Reply with only a number, the count of lines in the listing that include the word "AppError".

= Input data =
------------------------------------
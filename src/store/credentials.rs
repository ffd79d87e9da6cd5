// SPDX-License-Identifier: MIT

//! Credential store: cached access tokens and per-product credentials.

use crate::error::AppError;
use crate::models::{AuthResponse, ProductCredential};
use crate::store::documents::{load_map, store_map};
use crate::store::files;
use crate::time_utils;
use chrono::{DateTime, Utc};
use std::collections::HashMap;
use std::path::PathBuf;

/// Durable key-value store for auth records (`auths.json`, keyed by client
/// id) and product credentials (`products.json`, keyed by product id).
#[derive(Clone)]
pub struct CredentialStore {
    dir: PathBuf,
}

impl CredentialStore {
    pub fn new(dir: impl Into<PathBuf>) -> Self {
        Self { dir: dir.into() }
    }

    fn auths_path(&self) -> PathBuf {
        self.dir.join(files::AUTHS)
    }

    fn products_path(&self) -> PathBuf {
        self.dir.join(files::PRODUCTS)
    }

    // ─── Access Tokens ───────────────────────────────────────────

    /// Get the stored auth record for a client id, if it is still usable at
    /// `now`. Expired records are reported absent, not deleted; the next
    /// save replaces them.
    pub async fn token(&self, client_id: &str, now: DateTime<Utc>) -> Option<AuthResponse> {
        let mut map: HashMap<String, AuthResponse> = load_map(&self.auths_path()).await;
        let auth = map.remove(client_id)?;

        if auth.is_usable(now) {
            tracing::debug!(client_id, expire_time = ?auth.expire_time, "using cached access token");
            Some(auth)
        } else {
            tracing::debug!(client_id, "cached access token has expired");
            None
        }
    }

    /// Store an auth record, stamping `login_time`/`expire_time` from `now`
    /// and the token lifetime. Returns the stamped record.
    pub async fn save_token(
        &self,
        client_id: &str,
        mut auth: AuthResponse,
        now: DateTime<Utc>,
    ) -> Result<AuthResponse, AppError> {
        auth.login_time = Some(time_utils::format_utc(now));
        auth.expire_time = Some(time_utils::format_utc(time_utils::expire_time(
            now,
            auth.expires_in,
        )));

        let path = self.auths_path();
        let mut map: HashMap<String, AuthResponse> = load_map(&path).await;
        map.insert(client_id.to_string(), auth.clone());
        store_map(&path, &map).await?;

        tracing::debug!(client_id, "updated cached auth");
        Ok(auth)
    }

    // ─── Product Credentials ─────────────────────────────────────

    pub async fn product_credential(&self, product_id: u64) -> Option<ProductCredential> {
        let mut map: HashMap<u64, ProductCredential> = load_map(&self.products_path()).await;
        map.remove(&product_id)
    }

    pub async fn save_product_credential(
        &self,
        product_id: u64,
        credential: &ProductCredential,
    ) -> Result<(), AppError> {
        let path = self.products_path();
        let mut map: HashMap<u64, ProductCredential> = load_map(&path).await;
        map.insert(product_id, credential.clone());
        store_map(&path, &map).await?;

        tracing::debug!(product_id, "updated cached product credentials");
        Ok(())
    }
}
------------------------------------
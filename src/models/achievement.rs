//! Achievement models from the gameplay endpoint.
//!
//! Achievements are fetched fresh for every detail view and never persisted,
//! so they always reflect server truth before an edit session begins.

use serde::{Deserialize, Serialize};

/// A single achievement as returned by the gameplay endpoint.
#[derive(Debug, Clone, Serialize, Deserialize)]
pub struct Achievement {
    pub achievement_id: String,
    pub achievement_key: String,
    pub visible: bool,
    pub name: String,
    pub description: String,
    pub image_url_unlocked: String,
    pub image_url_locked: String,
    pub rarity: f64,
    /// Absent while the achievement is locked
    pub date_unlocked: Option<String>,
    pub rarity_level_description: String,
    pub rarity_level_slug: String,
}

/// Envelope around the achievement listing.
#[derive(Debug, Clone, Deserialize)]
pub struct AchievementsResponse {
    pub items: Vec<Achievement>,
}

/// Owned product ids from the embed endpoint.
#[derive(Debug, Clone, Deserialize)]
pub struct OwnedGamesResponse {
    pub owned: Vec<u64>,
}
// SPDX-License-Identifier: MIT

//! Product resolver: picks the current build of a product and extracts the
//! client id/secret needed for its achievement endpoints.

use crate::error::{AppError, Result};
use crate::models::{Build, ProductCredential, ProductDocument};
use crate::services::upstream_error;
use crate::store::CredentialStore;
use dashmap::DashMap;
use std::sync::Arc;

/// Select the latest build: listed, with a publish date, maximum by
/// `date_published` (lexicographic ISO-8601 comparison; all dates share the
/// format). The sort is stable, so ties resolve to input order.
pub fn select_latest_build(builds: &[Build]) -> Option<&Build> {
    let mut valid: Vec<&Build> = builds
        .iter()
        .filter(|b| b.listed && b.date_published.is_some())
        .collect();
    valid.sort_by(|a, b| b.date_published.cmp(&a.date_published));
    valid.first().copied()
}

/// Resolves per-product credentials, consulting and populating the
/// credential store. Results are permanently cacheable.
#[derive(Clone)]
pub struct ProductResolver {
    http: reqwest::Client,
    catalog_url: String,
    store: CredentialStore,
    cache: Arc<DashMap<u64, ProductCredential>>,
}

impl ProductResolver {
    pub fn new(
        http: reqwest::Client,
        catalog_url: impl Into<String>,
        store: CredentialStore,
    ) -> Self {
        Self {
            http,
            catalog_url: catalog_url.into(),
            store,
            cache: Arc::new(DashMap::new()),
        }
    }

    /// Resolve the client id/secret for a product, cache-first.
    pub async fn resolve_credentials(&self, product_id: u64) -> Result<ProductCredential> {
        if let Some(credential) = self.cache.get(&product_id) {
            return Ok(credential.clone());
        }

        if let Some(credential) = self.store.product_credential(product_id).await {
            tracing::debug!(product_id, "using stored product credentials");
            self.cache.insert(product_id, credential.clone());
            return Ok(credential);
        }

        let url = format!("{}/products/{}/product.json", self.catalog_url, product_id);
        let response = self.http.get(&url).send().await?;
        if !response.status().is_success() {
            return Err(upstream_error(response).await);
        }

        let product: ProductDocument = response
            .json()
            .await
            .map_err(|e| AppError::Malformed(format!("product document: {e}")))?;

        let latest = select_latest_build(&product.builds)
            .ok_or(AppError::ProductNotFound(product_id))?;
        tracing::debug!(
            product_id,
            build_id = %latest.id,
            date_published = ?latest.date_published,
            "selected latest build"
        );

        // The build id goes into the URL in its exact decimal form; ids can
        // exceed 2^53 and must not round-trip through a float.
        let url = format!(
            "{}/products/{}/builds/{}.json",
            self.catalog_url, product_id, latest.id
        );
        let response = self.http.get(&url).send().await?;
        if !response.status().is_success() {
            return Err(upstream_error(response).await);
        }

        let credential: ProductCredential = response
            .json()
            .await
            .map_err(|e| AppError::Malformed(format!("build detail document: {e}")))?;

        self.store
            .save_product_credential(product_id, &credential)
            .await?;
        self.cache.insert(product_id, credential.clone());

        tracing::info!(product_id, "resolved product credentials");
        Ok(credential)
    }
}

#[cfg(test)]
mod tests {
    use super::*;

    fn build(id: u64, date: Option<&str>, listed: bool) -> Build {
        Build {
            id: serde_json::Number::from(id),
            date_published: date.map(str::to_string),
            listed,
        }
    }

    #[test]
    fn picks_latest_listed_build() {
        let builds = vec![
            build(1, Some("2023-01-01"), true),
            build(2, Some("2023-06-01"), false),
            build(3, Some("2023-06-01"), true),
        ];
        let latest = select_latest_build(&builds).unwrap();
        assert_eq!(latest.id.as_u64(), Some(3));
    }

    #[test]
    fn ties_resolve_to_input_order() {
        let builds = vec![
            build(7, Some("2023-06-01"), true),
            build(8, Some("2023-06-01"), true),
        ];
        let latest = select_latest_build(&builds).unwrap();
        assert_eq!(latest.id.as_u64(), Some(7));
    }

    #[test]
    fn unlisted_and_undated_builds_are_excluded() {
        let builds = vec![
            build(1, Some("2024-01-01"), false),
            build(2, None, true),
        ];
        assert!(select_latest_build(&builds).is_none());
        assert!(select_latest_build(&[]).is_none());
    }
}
------------------------------------
= Answer to this problem =
7